_What is being asked:_ Note each line in the data below that holds "continue", and copy it.

_Provided information:_
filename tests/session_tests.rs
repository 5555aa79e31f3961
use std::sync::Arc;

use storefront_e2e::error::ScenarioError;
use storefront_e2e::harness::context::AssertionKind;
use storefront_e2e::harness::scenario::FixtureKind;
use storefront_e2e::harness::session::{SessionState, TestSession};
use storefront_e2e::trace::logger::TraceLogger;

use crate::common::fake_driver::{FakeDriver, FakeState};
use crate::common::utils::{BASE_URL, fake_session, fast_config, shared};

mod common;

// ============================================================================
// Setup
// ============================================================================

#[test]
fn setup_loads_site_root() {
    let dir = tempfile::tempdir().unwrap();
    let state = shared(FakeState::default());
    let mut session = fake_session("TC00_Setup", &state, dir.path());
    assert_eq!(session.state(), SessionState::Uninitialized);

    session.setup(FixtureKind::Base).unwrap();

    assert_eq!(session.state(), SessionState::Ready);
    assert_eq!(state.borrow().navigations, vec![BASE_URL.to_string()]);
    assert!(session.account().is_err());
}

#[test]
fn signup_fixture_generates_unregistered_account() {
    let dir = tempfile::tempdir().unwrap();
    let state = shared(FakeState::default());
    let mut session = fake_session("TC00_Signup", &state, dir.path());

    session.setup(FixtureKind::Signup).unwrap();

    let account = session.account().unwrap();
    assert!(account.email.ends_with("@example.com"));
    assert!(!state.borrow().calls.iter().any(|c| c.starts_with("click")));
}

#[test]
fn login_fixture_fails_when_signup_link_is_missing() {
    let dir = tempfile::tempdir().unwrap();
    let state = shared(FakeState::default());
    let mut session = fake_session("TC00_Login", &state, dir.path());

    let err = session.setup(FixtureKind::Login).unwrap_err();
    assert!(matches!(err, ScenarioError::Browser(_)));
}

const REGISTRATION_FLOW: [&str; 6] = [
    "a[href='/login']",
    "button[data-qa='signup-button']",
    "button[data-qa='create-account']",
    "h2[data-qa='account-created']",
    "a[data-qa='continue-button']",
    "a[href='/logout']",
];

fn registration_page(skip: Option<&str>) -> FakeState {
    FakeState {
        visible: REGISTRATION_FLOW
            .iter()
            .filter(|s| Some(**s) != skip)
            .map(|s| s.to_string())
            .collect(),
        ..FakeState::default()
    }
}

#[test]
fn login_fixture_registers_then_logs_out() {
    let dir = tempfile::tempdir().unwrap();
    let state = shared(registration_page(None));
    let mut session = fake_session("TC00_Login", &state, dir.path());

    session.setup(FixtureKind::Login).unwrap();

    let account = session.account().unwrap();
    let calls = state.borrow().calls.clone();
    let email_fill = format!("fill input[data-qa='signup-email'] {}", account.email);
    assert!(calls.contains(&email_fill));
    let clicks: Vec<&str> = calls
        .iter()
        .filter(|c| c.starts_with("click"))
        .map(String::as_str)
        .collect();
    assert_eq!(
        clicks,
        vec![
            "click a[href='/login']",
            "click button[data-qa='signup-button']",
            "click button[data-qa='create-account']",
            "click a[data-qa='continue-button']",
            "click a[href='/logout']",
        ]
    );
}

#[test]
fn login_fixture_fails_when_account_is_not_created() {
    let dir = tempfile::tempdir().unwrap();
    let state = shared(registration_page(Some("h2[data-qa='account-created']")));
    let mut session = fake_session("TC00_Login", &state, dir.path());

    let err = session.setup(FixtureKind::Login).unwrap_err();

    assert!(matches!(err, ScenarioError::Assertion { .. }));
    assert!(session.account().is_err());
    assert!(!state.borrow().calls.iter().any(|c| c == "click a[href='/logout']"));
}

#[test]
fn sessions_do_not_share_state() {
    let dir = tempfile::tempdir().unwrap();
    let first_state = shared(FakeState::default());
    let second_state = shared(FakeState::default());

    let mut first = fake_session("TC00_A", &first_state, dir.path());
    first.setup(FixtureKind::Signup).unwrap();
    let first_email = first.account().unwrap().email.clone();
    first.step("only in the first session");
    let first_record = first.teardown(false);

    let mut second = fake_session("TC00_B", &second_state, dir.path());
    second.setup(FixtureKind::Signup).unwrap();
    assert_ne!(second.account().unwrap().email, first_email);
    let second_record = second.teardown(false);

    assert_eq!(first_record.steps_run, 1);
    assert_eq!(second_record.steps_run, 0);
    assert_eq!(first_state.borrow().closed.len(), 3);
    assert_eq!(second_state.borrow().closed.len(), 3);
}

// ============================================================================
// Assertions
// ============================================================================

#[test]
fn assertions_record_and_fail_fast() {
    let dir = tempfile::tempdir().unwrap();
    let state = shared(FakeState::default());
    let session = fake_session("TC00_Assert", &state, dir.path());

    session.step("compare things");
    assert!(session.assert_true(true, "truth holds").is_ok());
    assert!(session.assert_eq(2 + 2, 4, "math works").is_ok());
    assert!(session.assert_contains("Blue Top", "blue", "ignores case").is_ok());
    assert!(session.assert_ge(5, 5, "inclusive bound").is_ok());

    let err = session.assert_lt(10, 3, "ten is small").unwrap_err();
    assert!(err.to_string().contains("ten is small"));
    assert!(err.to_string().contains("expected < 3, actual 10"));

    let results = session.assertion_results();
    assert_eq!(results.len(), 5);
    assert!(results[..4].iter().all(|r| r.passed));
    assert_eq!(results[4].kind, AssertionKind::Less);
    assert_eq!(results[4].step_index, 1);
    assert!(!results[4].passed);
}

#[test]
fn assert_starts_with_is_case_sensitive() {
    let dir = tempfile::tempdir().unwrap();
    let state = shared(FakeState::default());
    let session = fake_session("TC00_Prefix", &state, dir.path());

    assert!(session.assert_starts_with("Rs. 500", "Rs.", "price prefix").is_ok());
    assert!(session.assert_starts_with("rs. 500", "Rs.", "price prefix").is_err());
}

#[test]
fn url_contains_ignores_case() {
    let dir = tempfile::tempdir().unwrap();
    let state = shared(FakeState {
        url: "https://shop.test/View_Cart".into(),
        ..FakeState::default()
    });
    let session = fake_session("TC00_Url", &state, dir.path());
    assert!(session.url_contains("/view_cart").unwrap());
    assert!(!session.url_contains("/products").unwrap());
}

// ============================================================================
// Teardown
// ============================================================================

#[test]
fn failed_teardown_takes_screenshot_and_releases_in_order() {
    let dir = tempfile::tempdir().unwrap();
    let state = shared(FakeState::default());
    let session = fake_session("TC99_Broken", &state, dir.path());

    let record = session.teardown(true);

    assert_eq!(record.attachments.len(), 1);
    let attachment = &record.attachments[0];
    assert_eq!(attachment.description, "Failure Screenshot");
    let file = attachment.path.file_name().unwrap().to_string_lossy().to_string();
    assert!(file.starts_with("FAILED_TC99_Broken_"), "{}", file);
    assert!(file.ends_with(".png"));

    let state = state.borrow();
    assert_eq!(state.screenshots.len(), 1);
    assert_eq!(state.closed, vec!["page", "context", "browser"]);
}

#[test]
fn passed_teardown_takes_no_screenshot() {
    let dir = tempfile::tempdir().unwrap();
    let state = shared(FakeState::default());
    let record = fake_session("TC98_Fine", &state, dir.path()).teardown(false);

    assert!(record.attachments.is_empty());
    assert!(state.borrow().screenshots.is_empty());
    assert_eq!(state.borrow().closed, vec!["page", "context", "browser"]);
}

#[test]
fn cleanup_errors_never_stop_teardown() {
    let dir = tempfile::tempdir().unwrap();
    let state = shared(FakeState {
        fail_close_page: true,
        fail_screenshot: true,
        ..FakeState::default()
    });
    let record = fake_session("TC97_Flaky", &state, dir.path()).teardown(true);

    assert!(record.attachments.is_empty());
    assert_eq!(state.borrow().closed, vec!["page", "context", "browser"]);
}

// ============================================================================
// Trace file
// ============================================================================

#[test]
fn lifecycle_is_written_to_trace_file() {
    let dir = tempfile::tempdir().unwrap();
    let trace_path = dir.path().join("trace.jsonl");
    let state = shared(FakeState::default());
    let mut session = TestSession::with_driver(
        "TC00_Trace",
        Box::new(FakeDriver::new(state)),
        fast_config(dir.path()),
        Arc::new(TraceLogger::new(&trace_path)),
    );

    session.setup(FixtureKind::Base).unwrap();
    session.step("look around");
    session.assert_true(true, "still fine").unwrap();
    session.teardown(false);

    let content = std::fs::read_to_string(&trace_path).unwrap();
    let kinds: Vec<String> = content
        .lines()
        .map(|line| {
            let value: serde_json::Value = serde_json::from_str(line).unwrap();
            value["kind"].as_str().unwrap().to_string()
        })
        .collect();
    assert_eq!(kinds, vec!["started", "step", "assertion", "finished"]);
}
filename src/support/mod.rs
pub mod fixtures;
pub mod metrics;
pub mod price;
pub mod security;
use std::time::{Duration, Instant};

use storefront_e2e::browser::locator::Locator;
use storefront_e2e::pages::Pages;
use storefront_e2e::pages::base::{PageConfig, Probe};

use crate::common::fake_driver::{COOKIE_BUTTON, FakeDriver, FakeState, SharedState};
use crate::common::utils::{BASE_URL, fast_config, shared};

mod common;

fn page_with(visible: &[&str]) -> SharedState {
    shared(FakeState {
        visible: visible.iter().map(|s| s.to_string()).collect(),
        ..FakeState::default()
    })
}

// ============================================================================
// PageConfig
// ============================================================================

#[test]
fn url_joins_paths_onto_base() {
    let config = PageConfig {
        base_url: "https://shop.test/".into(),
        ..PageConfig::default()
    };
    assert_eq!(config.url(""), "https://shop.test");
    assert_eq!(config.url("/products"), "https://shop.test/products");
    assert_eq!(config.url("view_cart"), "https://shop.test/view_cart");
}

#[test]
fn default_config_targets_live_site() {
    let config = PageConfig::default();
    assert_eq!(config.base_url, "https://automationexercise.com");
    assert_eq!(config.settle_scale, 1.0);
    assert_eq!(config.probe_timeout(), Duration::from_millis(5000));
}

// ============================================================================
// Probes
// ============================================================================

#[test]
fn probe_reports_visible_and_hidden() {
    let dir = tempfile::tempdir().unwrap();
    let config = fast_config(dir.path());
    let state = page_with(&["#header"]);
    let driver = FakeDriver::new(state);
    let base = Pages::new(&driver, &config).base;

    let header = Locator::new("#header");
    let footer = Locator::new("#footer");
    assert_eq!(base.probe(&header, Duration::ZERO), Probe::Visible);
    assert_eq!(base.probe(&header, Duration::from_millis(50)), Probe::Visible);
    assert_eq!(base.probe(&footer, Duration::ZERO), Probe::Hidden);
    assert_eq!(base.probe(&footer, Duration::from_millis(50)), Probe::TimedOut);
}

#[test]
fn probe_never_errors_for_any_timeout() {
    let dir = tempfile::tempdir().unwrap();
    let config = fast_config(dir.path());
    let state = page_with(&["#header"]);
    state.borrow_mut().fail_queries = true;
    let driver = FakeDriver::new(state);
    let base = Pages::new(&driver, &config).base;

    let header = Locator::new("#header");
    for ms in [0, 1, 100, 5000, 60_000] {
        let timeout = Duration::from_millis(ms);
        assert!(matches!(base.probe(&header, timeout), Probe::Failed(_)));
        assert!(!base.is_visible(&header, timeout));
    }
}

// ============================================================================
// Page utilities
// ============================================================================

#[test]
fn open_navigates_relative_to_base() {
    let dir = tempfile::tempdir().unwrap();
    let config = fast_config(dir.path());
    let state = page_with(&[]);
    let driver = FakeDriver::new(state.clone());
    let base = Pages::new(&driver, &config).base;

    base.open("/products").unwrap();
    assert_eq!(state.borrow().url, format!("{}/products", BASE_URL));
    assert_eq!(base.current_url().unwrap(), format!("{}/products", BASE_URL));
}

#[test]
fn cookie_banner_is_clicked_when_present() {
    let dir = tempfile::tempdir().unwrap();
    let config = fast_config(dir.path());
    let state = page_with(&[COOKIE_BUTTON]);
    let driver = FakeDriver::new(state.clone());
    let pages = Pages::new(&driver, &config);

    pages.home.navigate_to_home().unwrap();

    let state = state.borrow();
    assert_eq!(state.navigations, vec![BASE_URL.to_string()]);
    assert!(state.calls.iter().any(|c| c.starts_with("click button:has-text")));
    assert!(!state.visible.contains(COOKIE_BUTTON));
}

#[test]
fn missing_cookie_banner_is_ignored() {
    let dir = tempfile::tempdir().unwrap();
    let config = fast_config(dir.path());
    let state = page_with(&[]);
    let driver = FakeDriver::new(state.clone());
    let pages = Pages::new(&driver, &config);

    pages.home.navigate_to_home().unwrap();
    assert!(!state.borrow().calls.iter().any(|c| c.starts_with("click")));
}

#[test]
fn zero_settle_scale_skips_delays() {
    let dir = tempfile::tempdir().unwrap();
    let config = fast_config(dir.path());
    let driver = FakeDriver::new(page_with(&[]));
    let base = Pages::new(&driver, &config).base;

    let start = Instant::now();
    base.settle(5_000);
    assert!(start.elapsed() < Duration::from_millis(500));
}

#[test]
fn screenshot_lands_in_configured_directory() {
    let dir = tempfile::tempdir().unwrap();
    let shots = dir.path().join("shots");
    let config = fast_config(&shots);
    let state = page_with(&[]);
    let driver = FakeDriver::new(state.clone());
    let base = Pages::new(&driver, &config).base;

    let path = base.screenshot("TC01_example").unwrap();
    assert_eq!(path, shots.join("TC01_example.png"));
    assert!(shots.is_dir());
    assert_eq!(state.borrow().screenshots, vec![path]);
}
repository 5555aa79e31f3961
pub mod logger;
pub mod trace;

_Solution to this task:_
    "a[data-qa='continue-button']",
            "click a[data-qa='continue-button']",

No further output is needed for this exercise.